= What you should do =
Copy out each line of the data that contains "TaskPaymentId".

-- -- --

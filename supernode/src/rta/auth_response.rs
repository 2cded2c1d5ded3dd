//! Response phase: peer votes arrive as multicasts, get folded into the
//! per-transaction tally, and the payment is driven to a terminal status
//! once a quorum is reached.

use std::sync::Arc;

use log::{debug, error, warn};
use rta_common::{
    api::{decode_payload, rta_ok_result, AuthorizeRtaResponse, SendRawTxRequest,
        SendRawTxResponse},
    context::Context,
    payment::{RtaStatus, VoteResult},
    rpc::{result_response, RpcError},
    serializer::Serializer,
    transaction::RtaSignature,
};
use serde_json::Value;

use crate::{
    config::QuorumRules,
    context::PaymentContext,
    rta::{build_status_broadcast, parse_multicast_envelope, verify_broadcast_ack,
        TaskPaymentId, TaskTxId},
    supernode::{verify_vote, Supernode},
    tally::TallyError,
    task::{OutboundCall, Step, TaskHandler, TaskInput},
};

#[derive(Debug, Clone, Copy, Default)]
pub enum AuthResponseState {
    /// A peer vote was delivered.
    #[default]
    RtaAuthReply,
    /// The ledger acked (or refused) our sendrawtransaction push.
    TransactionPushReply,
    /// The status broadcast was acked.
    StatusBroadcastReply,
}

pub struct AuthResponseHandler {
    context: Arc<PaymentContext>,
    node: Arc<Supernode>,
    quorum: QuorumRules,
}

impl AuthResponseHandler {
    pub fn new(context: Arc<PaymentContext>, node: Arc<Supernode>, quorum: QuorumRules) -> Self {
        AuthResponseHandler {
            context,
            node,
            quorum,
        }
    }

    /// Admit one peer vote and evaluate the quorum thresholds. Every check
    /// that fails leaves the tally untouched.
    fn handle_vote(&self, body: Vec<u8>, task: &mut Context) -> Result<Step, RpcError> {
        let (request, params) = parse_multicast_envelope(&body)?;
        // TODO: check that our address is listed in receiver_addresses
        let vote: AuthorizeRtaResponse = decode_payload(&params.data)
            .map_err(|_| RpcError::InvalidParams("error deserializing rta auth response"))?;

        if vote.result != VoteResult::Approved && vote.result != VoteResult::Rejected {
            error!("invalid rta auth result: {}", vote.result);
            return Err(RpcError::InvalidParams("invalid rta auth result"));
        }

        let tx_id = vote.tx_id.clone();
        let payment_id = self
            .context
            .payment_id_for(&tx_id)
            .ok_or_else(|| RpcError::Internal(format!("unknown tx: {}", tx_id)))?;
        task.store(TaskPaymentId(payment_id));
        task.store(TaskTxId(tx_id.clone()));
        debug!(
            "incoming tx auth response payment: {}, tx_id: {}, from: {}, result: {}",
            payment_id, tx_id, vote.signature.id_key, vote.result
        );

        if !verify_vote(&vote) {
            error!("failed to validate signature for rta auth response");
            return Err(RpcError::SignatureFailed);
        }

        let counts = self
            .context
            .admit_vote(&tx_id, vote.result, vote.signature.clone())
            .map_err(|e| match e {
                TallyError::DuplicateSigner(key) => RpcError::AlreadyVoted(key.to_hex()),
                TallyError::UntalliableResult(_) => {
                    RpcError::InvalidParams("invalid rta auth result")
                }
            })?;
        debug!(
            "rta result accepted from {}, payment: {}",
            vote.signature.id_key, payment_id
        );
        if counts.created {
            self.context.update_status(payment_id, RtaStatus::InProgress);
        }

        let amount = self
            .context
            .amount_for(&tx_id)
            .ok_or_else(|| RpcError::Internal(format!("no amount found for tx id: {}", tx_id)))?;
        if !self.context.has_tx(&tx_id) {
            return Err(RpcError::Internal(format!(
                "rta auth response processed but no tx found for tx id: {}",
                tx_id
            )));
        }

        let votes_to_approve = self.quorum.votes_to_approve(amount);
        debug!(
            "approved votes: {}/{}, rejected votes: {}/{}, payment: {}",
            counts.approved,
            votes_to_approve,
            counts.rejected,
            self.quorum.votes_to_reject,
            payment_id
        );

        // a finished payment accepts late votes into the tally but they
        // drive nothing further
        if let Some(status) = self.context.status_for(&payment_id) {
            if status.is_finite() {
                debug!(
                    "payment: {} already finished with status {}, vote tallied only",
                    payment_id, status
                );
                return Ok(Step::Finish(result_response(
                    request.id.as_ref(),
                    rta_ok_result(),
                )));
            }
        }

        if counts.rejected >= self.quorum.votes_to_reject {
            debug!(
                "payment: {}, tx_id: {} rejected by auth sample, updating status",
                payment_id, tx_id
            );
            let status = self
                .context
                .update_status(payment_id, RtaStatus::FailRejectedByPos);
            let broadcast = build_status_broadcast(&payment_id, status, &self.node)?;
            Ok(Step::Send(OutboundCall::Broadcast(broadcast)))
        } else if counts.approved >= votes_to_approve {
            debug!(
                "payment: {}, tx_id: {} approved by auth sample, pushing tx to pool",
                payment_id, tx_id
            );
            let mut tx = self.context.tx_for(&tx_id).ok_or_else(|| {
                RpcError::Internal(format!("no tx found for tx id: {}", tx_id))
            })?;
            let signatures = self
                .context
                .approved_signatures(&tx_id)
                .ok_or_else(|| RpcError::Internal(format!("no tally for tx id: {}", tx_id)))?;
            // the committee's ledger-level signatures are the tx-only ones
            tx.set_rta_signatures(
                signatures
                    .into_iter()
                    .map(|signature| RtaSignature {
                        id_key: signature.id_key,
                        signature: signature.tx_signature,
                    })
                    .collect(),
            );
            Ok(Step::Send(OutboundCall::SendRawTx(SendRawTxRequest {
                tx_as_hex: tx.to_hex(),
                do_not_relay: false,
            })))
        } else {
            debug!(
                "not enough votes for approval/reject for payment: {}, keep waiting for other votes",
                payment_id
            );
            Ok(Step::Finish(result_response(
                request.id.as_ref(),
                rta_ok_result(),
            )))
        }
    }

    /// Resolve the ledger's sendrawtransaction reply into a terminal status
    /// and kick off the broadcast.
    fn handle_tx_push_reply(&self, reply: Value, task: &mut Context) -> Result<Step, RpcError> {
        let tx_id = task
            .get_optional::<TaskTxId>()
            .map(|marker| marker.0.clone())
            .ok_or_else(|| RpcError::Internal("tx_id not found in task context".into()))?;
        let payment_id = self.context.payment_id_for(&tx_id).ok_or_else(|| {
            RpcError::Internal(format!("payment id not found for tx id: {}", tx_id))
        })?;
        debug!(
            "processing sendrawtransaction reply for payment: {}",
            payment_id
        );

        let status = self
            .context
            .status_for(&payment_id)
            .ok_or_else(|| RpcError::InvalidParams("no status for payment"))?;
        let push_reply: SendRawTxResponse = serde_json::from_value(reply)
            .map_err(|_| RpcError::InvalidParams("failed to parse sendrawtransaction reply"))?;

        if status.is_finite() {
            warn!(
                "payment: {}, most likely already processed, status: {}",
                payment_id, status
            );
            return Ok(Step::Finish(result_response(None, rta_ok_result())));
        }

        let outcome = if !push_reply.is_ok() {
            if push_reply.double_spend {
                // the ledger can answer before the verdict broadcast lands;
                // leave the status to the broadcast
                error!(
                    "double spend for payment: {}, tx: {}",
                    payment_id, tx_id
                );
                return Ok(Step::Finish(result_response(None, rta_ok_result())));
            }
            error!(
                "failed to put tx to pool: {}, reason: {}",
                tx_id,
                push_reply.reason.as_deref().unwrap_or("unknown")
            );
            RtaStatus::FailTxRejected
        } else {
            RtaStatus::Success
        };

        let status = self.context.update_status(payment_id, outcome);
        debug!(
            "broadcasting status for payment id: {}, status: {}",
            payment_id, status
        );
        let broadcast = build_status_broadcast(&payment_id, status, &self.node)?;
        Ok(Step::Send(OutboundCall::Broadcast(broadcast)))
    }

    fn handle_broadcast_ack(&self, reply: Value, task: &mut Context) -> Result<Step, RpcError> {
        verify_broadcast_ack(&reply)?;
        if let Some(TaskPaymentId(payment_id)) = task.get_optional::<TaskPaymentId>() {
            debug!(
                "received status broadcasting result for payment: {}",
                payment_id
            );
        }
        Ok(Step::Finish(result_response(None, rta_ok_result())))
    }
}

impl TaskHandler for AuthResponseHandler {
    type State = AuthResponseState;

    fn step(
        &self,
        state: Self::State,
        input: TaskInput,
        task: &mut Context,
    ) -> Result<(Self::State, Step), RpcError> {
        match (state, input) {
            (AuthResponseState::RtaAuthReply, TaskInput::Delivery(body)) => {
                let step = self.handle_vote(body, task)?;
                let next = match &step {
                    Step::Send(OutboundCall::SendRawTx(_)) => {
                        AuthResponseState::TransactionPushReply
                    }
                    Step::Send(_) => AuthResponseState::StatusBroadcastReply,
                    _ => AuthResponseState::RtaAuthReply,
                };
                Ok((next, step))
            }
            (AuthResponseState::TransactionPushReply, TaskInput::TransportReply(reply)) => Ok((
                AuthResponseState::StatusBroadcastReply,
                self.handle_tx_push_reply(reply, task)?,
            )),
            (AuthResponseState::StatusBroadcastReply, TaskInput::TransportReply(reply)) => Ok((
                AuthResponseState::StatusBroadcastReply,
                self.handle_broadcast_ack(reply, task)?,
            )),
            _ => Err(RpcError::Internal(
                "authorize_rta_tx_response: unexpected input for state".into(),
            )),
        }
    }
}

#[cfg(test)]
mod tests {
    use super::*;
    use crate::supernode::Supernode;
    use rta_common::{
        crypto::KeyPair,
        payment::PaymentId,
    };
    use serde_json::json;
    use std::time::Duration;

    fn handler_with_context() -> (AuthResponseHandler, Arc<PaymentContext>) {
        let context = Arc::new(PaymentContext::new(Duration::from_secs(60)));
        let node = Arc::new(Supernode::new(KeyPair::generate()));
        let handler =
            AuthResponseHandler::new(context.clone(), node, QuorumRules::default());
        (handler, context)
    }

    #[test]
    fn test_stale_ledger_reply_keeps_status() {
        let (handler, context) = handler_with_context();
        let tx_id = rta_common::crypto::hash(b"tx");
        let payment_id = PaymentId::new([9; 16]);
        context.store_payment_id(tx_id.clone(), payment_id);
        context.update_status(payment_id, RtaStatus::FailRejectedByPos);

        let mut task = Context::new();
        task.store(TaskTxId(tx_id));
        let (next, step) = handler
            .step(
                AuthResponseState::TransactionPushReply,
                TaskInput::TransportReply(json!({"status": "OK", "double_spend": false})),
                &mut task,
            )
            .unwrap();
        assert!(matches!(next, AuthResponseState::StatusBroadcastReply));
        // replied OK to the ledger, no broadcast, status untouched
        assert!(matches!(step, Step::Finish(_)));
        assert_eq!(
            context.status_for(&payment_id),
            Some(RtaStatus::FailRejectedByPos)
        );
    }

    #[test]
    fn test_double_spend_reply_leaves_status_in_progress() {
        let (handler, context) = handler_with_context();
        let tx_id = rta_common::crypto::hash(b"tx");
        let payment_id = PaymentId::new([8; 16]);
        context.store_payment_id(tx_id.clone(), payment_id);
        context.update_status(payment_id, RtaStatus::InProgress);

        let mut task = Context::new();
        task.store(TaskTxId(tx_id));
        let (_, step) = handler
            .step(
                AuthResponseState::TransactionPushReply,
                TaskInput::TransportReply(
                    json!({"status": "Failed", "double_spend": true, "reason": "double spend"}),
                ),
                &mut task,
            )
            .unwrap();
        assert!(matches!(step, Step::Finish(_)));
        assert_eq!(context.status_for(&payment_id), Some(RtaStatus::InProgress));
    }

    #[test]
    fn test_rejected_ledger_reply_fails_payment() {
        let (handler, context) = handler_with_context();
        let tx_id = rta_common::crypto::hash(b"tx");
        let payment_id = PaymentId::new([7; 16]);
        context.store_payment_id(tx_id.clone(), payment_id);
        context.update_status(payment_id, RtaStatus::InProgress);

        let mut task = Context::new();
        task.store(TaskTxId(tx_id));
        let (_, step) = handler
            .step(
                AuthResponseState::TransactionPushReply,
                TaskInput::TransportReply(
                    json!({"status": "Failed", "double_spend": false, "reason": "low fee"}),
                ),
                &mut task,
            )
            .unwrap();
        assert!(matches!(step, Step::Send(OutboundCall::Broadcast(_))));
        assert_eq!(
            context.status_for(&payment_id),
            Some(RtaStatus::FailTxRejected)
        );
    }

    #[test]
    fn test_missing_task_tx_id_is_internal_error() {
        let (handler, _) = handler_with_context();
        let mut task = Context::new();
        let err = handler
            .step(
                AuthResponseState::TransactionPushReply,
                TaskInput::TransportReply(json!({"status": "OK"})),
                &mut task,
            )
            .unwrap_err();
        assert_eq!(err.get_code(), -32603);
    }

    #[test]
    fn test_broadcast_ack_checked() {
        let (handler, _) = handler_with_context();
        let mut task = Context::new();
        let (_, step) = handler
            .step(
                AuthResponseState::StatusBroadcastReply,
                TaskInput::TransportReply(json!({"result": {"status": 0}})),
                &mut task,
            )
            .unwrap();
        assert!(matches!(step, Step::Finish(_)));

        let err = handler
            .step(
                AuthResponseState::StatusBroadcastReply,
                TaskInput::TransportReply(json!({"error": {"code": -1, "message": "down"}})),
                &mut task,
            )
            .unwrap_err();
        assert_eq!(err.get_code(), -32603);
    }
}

-- -- --

= Exercise output =
        TaskPaymentId, TaskTxId},
        task.store(TaskPaymentId(payment_id));
        if let Some(TaskPaymentId(payment_id)) = task.get_optional::<TaskPaymentId>() {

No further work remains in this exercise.